▶ **Exercise directions**: Read the records beneath this task and copy every line that contains the string "EnvFilter".

※ ※ ※

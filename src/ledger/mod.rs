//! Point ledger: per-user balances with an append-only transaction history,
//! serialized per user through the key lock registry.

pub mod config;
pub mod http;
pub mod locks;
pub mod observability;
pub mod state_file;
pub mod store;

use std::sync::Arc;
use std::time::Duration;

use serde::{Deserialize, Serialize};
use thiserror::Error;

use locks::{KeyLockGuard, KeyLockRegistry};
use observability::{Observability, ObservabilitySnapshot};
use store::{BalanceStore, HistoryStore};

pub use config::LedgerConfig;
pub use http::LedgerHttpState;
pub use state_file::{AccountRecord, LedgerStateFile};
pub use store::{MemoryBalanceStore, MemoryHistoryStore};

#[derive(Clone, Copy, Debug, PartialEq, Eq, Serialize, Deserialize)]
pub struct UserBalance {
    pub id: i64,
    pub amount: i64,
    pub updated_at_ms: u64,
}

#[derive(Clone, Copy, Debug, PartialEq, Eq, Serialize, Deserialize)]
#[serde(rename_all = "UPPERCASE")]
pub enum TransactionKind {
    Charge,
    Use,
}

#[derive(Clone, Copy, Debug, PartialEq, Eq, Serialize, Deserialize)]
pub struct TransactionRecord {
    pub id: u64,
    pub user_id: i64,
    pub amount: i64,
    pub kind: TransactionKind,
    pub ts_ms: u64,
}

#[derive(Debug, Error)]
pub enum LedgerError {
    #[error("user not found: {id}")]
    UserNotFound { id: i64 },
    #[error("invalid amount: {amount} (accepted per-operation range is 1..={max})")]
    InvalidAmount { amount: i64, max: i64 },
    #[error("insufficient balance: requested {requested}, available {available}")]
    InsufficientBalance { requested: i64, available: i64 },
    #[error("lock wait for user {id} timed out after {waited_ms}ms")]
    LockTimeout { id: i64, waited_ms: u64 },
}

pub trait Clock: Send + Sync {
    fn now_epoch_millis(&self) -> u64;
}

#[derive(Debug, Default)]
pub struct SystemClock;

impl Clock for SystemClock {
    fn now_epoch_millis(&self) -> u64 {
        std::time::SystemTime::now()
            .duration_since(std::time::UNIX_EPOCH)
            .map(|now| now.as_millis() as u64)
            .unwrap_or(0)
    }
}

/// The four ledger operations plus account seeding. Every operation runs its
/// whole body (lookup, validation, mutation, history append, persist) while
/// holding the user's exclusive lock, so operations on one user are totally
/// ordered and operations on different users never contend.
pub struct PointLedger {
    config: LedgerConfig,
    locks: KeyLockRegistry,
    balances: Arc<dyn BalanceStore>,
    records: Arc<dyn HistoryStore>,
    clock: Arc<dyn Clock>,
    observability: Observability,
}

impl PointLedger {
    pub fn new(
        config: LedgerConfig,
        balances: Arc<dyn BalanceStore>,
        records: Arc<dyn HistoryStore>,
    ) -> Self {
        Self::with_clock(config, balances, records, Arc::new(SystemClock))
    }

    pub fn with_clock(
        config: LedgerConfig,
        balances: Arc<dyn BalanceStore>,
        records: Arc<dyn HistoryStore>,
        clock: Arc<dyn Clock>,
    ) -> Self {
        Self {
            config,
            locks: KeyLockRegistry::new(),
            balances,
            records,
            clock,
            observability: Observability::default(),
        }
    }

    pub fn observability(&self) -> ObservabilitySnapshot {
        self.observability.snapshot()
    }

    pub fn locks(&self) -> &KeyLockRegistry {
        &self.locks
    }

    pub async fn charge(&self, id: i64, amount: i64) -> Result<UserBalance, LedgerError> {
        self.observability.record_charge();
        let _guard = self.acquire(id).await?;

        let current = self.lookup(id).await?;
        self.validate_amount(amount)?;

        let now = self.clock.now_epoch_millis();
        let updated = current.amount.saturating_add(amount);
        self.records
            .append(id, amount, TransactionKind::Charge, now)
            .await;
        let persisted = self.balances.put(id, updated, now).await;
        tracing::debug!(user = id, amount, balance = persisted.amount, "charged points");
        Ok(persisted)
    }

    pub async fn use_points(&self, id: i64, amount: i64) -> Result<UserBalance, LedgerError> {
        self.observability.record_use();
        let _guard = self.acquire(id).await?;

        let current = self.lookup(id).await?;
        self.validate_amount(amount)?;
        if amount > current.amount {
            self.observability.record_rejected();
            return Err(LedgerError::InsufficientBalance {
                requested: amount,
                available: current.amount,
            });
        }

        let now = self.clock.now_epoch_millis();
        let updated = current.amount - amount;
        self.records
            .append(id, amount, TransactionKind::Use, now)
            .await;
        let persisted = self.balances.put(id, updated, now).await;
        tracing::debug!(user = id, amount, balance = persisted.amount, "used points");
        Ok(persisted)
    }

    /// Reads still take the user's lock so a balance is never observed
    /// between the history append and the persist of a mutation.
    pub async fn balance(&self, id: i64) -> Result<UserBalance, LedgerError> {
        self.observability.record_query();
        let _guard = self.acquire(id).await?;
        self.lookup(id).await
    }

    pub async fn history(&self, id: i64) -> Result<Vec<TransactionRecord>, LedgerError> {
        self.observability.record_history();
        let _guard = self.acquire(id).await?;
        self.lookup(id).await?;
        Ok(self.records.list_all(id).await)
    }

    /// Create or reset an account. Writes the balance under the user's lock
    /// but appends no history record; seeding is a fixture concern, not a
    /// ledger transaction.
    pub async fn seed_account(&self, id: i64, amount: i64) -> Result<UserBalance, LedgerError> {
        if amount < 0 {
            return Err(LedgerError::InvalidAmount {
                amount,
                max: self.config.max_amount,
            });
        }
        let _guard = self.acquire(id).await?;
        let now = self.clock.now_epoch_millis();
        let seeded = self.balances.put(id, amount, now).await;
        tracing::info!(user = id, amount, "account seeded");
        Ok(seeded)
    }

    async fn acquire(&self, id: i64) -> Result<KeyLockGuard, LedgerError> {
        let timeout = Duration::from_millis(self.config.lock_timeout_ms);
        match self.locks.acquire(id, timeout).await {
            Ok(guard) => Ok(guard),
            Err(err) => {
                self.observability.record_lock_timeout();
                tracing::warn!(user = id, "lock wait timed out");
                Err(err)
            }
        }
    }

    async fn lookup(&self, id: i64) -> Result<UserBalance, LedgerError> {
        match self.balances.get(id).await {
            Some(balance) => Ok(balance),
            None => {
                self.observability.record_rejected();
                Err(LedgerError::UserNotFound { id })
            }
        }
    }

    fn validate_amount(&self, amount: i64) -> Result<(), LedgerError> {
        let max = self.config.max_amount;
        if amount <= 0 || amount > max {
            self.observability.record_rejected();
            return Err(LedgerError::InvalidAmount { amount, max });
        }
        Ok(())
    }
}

※ ※ ※

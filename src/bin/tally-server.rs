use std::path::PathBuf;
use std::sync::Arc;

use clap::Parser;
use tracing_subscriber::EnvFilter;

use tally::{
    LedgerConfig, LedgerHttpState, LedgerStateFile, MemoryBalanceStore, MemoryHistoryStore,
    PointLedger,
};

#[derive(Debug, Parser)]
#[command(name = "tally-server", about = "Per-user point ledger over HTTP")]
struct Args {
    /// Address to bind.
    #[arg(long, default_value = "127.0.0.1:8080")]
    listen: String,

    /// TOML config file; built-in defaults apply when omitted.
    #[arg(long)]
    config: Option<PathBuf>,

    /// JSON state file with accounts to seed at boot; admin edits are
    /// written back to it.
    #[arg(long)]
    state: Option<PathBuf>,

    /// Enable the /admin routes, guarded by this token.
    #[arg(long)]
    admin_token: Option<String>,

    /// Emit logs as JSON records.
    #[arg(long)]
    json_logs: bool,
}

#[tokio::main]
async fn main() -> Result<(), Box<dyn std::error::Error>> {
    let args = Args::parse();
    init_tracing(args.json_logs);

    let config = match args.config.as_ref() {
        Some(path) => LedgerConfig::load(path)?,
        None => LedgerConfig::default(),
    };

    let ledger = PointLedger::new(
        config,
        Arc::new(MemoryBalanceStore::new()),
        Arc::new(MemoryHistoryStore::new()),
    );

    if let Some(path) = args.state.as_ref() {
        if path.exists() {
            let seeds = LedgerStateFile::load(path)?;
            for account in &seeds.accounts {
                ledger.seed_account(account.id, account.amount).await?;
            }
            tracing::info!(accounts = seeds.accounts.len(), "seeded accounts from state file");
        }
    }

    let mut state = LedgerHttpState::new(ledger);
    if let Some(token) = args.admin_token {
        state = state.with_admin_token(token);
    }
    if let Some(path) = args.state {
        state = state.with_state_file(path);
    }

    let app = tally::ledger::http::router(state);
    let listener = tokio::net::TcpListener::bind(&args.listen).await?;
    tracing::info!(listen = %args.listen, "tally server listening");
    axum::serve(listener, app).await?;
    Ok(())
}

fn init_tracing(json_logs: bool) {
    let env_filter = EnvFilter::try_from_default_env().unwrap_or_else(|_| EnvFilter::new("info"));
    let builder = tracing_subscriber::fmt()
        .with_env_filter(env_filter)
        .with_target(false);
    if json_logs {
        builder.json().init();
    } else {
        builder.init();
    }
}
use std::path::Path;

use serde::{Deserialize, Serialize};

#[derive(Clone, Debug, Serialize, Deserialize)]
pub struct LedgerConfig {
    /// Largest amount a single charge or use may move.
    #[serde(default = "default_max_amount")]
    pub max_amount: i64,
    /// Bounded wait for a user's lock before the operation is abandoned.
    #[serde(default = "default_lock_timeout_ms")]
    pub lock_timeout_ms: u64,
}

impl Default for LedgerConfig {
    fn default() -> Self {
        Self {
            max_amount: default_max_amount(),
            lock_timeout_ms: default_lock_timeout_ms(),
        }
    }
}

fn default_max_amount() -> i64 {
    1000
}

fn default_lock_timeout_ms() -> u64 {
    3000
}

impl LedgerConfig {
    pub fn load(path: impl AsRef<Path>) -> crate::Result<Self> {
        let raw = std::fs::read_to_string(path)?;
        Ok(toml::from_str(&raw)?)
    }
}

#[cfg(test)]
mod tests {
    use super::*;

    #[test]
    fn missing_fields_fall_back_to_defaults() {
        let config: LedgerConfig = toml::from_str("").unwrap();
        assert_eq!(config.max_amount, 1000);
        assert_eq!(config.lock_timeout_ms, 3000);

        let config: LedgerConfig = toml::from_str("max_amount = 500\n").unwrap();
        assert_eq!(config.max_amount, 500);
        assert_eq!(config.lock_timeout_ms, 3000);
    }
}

※ ※ ※

▶ **Answer**:
use tracing_subscriber::EnvFilter;
    let env_filter = EnvFilter::try_from_default_env().unwrap_or_else(|_| EnvFilter::new("info"));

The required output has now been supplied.